Radiative Interactions between New Non-Abelian Gauge Sector and the Standard Model

TL;DR

This paper explores how a new non-Abelian gauge sector interacts with the Standard Model through radiative kinetic mixing, proposing a dark matter model where stability and relic density are analyzed.

Contribution

It introduces a novel mechanism for gauge interaction mixing via one-loop processes and constructs a UV-complete dark matter model with a stable scalar candidate.

Findings

Kinetic mixing between $SU(2)_H$ and $U(1)_Y$ is generated radiatively.

Dark matter relic density is computed considering $SU(2)_H$ interactions.

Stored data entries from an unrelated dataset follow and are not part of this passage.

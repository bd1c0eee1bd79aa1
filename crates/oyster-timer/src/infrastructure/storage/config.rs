//! TOML-based configuration for the Oyster Timer binary.
//!
//! Reads and writes [`AppConfig`] to the platform-appropriate config file:
//! - Windows:  `%APPDATA%\OysterTimer\config.toml`
//! - Linux:    `~/.config/oyster-timer/config.toml`
//! - macOS:    `~/Library/Application Support/OysterTimer/config.toml`
//!
//! ```toml
//! [app]
//! log_level = "info"
//!
//! [storage]
//! data_dir = "/srv/oyster"
//!
//! [timer]
//! tick_interval_ms = 1000
//! status_ttl_ms = 2500
//!
//! [photo]
//! max_width = 1800
//! jpeg_quality = 78
//! ```
//!
//! Every field carries a `#[serde(default = "...")]`, so a missing file, a
//! missing section, or a missing key all fall back to the compiled-in value.
//!
//! This file configures the program only.  The user's timer settings live in
//! the data directory (see [`super::key_value`]).

use std::path::{Path, PathBuf};
use std::time::Duration;

use serde::{Deserialize, Serialize};
use thiserror::Error;

/// Error type for configuration file operations.
#[derive(Debug, Error)]
pub enum ConfigError {
    /// The platform config or data directory could not be determined.
    #[error("could not determine platform {0} directory")]
    NoPlatformDir(&'static str),

    /// A file system I/O error occurred.
    #[error("I/O error accessing config at {path}: {source}")]
    Io {
        path: PathBuf,
        #[source]
        source: std::io::Error,
    },

    /// The TOML content could not be parsed.
    #[error("failed to parse config TOML: {0}")]
    Parse(#[from] toml::de::Error),

    /// The config could not be serialized to TOML.
    #[error("failed to serialize config: {0}")]
    Serialize(#[from] toml::ser::Error),
}

// ── Config schema types ───────────────────────────────────────────────────────

/// Top-level program configuration stored on disk.
#[derive(Debug, Clone, Default, Serialize, Deserialize, PartialEq)]
pub struct AppConfig {
    #[serde(default)]
    pub app: GeneralConfig,
    #[serde(default)]
    pub storage: StorageConfig,
    #[serde(default)]
    pub timer: TimerConfig,
    #[serde(default)]
    pub photo: PhotoConfig,
}

/// General program behaviour.
#[derive(Debug, Clone, Serialize, Deserialize, PartialEq)]
pub struct GeneralConfig {
    /// `tracing` log level used when `RUST_LOG` is not set.
    #[serde(default = "default_log_level")]
    pub log_level: String,
}

/// Where the settings document is kept.
#[derive(Debug, Clone, Default, Serialize, Deserialize, PartialEq)]
pub struct StorageConfig {
    /// Overrides the platform data directory.
    #[serde(default, skip_serializing_if = "Option::is_none")]
    pub data_dir: Option<PathBuf>,
}

/// Live display timing.
#[derive(Debug, Clone, Serialize, Deserialize, PartialEq)]
pub struct TimerConfig {
    #[serde(default = "default_tick_interval_ms")]
    pub tick_interval_ms: u64,
    /// How long a status message stays on screen.
    #[serde(default = "default_status_ttl_ms")]
    pub status_ttl_ms: u64,
}

/// Background photo re-encoding.
#[derive(Debug, Clone, Serialize, Deserialize, PartialEq)]
pub struct PhotoConfig {
    /// Images wider than this are downsampled.
    #[serde(default = "default_max_width")]
    pub max_width: u32,
    /// JPEG quality, 1–100.
    #[serde(default = "default_jpeg_quality")]
    pub jpeg_quality: u8,
}

impl TimerConfig {
    /// Tick period; never shorter than 50 ms.
    pub fn tick_interval(&self) -> Duration {
        Duration::from_millis(self.tick_interval_ms.max(50))
    }

    pub fn status_ttl(&self) -> Duration {
        Duration::from_millis(self.status_ttl_ms)
    }
}

// ── Default helpers ───────────────────────────────────────────────────────────

fn default_log_level() -> String {
    "info".to_string()
}
fn default_tick_interval_ms() -> u64 {
    1_000
}
fn default_status_ttl_ms() -> u64 {
    2_500
}
fn default_max_width() -> u32 {
    1_800
}
fn default_jpeg_quality() -> u8 {
    78
}

impl Default for GeneralConfig {
    fn default() -> Self {
        Self {
            log_level: default_log_level(),
        }
    }
}

impl Default for TimerConfig {
    fn default() -> Self {
        Self {
            tick_interval_ms: default_tick_interval_ms(),
            status_ttl_ms: default_status_ttl_ms(),
        }
    }
}

impl Default for PhotoConfig {
    fn default() -> Self {
        Self {
            max_width: default_max_width(),
            jpeg_quality: default_jpeg_quality(),
        }
    }
}

// ── Config repository ─────────────────────────────────────────────────────────

/// Determines the platform-appropriate directory for the config file.
///
/// # Errors
///
/// Returns [`ConfigError::NoPlatformDir`] when the base directory cannot be
/// determined from the environment.
pub fn config_dir() -> Result<PathBuf, ConfigError> {
    platform_config_dir().ok_or(ConfigError::NoPlatformDir("config"))
}

/// Resolves the full path to the default config file.
///
/// # Errors
///
/// Returns [`ConfigError::NoPlatformDir`] if the base directory cannot be
/// determined.
pub fn config_file_path() -> Result<PathBuf, ConfigError> {
    Ok(config_dir()?.join("config.toml"))
}

/// Loads `AppConfig` from the default location, returning
/// `AppConfig::default()` if the file does not yet exist or no config
/// directory is known.
///
/// # Errors
///
/// Returns [`ConfigError::Io`] for file-system errors other than "not found",
/// and [`ConfigError::Parse`] if the TOML is malformed.
pub fn load_config() -> Result<AppConfig, ConfigError> {
    match config_file_path() {
        Ok(path) => read_config(&path, true),
        Err(_) => Ok(AppConfig::default()),
    }
}

/// Loads `AppConfig` from an explicitly named file, which must exist.
///
/// # Errors
///
/// Returns [`ConfigError::Io`] if the file cannot be read (including when
/// it is missing) and [`ConfigError::Parse`] if the TOML is malformed.
pub fn load_config_from(path: &Path) -> Result<AppConfig, ConfigError> {
    read_config(path, false)
}

fn read_config(path: &Path, missing_is_default: bool) -> Result<AppConfig, ConfigError> {
    match std::fs::read_to_string(path) {
        Ok(content) => Ok(toml::from_str(&content)?),
        Err(e) if missing_is_default && e.kind() == std::io::ErrorKind::NotFound => {
            Ok(AppConfig::default())
        }
        Err(source) => Err(ConfigError::Io {
            path: path.to_path_buf(),
            source,
        }),
    }
}

/// Persists `config` to `path`, creating parent directories as needed.
///
/// # Errors
///
/// Returns [`ConfigError::Io`] for file-system failures or
/// [`ConfigError::Serialize`] if serialization fails.
pub fn save_config(config: &AppConfig, path: &Path) -> Result<(), ConfigError> {
    if let Some(dir) = path.parent() {
        std::fs::create_dir_all(dir).map_err(|source| ConfigError::Io {
            path: dir.to_path_buf(),
            source,
        })?;
    }

    let content = toml::to_string_pretty(config)?;
    std::fs::write(path, content).map_err(|source| ConfigError::Io {
        path: path.to_path_buf(),
        source,
    })?;
    Ok(())
}

/// Picks the settings data directory.
///
/// Precedence: `explicit` (the `--data-dir` flag or `OYSTER_DATA_DIR`), then
/// `[storage] data_dir`, then the platform data directory.
///
/// # Errors
///
/// Returns [`ConfigError::NoPlatformDir`] when nothing is configured and the
/// platform data directory cannot be determined.
pub fn resolve_data_dir(explicit: Option<&Path>, config: &AppConfig) -> Result<PathBuf, ConfigError> {
    if let Some(dir) = explicit {
        return Ok(dir.to_path_buf());
    }
    if let Some(dir) = &config.storage.data_dir {
        return Ok(dir.clone());
    }
    platform_data_dir().ok_or(ConfigError::NoPlatformDir("data"))
}

/// Resolves the platform config base directory including the app subdirectory.
fn platform_config_dir() -> Option<PathBuf> {
    #[cfg(target_os = "windows")]
    {
        std::env::var_os("APPDATA").map(|p| PathBuf::from(p).join("OysterTimer"))
    }

    #[cfg(target_os = "linux")]
    {
        let base = std::env::var_os("XDG_CONFIG_HOME")
            .map(PathBuf::from)
            .or_else(|| std::env::var_os("HOME").map(|h| PathBuf::from(h).join(".config")))?;
        Some(base.join("oyster-timer"))
    }

    #[cfg(target_os = "macos")]
    {
        std::env::var_os("HOME").map(|h| {
            PathBuf::from(h)
                .join("Library")
                .join("Application Support")
                .join("OysterTimer")
        })
    }

    #[cfg(not(any(target_os = "windows", target_os = "linux", target_os = "macos")))]
    {
        None
    }
}

/// Resolves the platform data directory for the settings document.
fn platform_data_dir() -> Option<PathBuf> {
    #[cfg(target_os = "windows")]
    {
        std::env::var_os("APPDATA").map(|p| PathBuf::from(p).join("OysterTimer").join("data"))
    }

    #[cfg(target_os = "linux")]
    {
        let base = std::env::var_os("XDG_DATA_HOME")
            .map(PathBuf::from)
            .or_else(|| {
                std::env::var_os("HOME").map(|h| PathBuf::from(h).join(".local").join("share"))
            })?;
        Some(base.join("oyster-timer"))
    }

    #[cfg(target_os = "macos")]
    {
        platform_config_dir().map(|dir| dir.join("data"))
    }

    #[cfg(not(any(target_os = "windows", target_os = "linux", target_os = "macos")))]
    {
        None
    }
}

// ── Tests ─────────────────────────────────────────────────────────────────────

#[cfg(test)]
mod tests {
    use super::*;
    use uuid::Uuid;

    fn temp_dir() -> PathBuf {
        let dir = std::env::temp_dir().join(format!("oyster_cfg_test_{}", Uuid::new_v4()));
        std::fs::create_dir_all(&dir).unwrap();
        dir
    }

    #[test]
    fn test_app_config_default_values() {
        // Arrange / Act
        let cfg = AppConfig::default();

        // Assert
        assert_eq!(cfg.app.log_level, "info");
        assert_eq!(cfg.storage.data_dir, None);
        assert_eq!(cfg.timer.tick_interval(), Duration::from_secs(1));
        assert_eq!(cfg.timer.status_ttl(), Duration::from_millis(2_500));
        assert_eq!(cfg.photo.max_width, 1_800);
        assert_eq!(cfg.photo.jpeg_quality, 78);
    }

    #[test]
    fn test_empty_toml_uses_defaults() {
        let cfg: AppConfig = toml::from_str("").expect("deserialize empty");
        assert_eq!(cfg, AppConfig::default());
    }

    #[test]
    fn test_partial_section_overrides_only_named_keys() {
        // Arrange
        let toml_str = r#"
[timer]
status_ttl_ms = 4000
[photo]
jpeg_quality = 90
"#;

        // Act
        let cfg: AppConfig = toml::from_str(toml_str).expect("deserialize partial");

        // Assert
        assert_eq!(cfg.timer.status_ttl_ms, 4_000);
        assert_eq!(cfg.timer.tick_interval_ms, 1_000);
        assert_eq!(cfg.photo.jpeg_quality, 90);
        assert_eq!(cfg.photo.max_width, 1_800);
    }

    #[test]
    fn test_tick_interval_has_a_floor() {
        let timer = TimerConfig {
            tick_interval_ms: 0,
            status_ttl_ms: 0,
        };
        assert_eq!(timer.tick_interval(), Duration::from_millis(50));
    }

    #[test]
    fn test_invalid_toml_is_a_parse_error() {
        let dir = temp_dir();
        let path = dir.join("config.toml");
        std::fs::write(&path, "[[[ not valid toml").unwrap();

        let result = load_config_from(&path);

        assert!(matches!(result, Err(ConfigError::Parse(_))));
        std::fs::remove_dir_all(&dir).ok();
    }

    #[test]
    fn test_explicit_config_file_must_exist() {
        let path = PathBuf::from("/nonexistent/path/that/cannot/exist/config.toml");

        let result = load_config_from(&path);

        assert!(matches!(result, Err(ConfigError::Io { .. })));
    }

    #[test]
    fn test_save_and_load_config_round_trip_via_temp_dir() {
        // Arrange
        let dir = temp_dir();
        let path = dir.join("nested").join("config.toml");
        let mut cfg = AppConfig::default();
        cfg.app.log_level = "debug".to_string();
        cfg.storage.data_dir = Some(dir.join("data"));

        // Act
        save_config(&cfg, &path).expect("save");
        let loaded = load_config_from(&path).expect("load");

        // Assert
        assert_eq!(loaded, cfg);

        // Cleanup
        std::fs::remove_dir_all(&dir).ok();
    }

    #[test]
    fn test_unset_data_dir_is_omitted_from_toml() {
        let toml_str = toml::to_string_pretty(&AppConfig::default()).unwrap();
        assert!(!toml_str.contains("data_dir"));
    }

    #[test]
    fn test_resolve_data_dir_precedence() {
        // Arrange
        let mut cfg = AppConfig::default();
        cfg.storage.data_dir = Some(PathBuf::from("/from/config"));

        // Act / Assert
        assert_eq!(
            resolve_data_dir(Some(Path::new("/from/flag")), &cfg).unwrap(),
            PathBuf::from("/from/flag")
        );
        assert_eq!(resolve_data_dir(None, &cfg).unwrap(), PathBuf::from("/from/config"));
    }

    #[test]
    fn test_config_file_path_ends_with_config_toml() {
        if let Ok(path) = config_file_path() {
            assert!(
                path.ends_with("config.toml"),
                "config file must be named config.toml, got {path:?}"
            );
        }
    }

    #[cfg(target_os = "linux")]
    #[test]
    fn test_platform_data_dir_is_app_specific() {
        if let Some(dir) = platform_data_dir() {
            assert!(dir.ends_with("oyster-timer"), "got {dir:?}");
        }
    }
}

The scalar doublet serves as a dark matter candidate with stability from residual symmetry.

Abstract

We discuss one loop generation of the term connecting gauge fields from a local hidden $SU(2)_H$ and the standard model $U(1)_Y$ introducing an $SU(2)_H$ doublet fermion with non-zero hypercharge and a scalar field in adjoint representation. Then we obtain a kinetic mixing term between $SU(2)_H$ and $U(1)_Y$ gauge fields after the adjoint scalar field developing vacuum expectation value. We illustrate such a concrete scenario introducing a dark matter model in an ultraviolet (UV) completion with local $SU(2)_H$ symmetry where the scalar doublet is our dark matter candidate and its stability is guaranteed by remnant $Z_2$ symmetry from $SU(2)_H$. Relic density of dark matter is calculated focusing on the case in which dark matter annihilate into known particles via $SU(2)_H$ gauge interactions with radiatively induced kinetic mixing.